What is scads?

scads (Single-Cell ATAC-seq Disease Scoring) computes per-cell disease relevance scores from scATAC-seq data and GWAS summary statistics. Give it a peak-by-cell count matrix and GWAS sumstats, and it returns a score for every cell indicating how disease-relevant that cell’s chromatin profile is.

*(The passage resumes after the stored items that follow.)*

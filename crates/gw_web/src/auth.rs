use std::sync::Arc;

use axum::{
    extract::{Request, State},
    http::{header, StatusCode},
    middleware::Next,
    response::{IntoResponse, Response},
    Json,
};
use chrono::{Duration, Utc};
use jsonwebtoken::{decode, encode, DecodingKey, EncodingKey, Header, Validation};
use serde::{Deserialize, Serialize};
use serde_json::json;
use tracing::debug;

use gw_core::{Error, Result};

use crate::AppState;

#[derive(Debug, Serialize, Deserialize)]
pub struct Claims {
    pub sub: String,
    pub exp: usize,
}

pub fn issue_token(username: &str, secret: &str, ttl_secs: u64) -> Result<String> {
    let exp = (Utc::now() + Duration::seconds(ttl_secs as i64)).timestamp() as usize;
    let claims = Claims {
        sub: username.to_string(),
        exp,
    };
    encode(
        &Header::default(),
        &claims,
        &EncodingKey::from_secret(secret.as_bytes()),
    )
    .map_err(|e| Error::Auth(format!("failed to sign token: {}", e)))
}

pub fn verify_token(token: &str, secret: &str) -> Result<Claims> {
    decode::<Claims>(
        token,
        &DecodingKey::from_secret(secret.as_bytes()),
        &Validation::default(),
    )
    .map(|data| data.claims)
    .map_err(|e| Error::Auth(e.to_string()))
}

/// Bearer-token gate for the news routes. Missing header is 401,
/// invalid or expired token is 403; the token carries identity and
/// expiry only, there is no session state behind it.
pub async fn require_bearer(
    State(state): State<Arc<AppState>>,
    req: Request,
    next: Next,
) -> Response {
    let token = req
        .headers()
        .get(header::AUTHORIZATION)
        .and_then(|value| value.to_str().ok())
        .and_then(|value| value.strip_prefix("Bearer "));

    let Some(token) = token else {
        return (
            StatusCode::UNAUTHORIZED,
            Json(json!({ "error": "Authentication token required" })),
        )
            .into_response();
    };

    match verify_token(token, &state.config.jwt_secret) {
        Ok(_claims) => next.run(req).await,
        Err(e) => {
            debug!(error = %e, "rejected bearer token");
            (
                StatusCode::FORBIDDEN,
                Json(json!({ "error": "Invalid or expired token" })),
            )
                .into_response()
        }
    }
}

Runtime and resource requirements

Step What it does Runtime (demo) Peak memory
1. fastTopics Topic model fitting + DE testing ~1 min ~650 MB
2. Annotations Convert peaks to BED files < 10 sec Negligible
3. S-LDSC Stratified LD score regression per topic ~8 min/topic (chr10 demo); ~1–2 hours/topic (all 22 chr) ~300 MB/topic
4. Cell scores Combine enrichments with topic loadings < 10 sec ~650 MB

Prerequisites

Before running this tutorial, make sure you have:

  1. polyFUN and LDSC cloned and the polyfun conda environment set up (Python 3.11, with bitarray<3 and bedtools installed). See polyFUN and LDSC for installation instructions.
  2. scads R package installed with all dependencies.
  3. S-LDSC reference data downloaded (see below).

Download S-LDSC reference data

scads requires reference files from the S-LDSC baseline LD model. Download and extract them into a local directory (e.g., ~/LDSCORE/). All files are available from Zenodo.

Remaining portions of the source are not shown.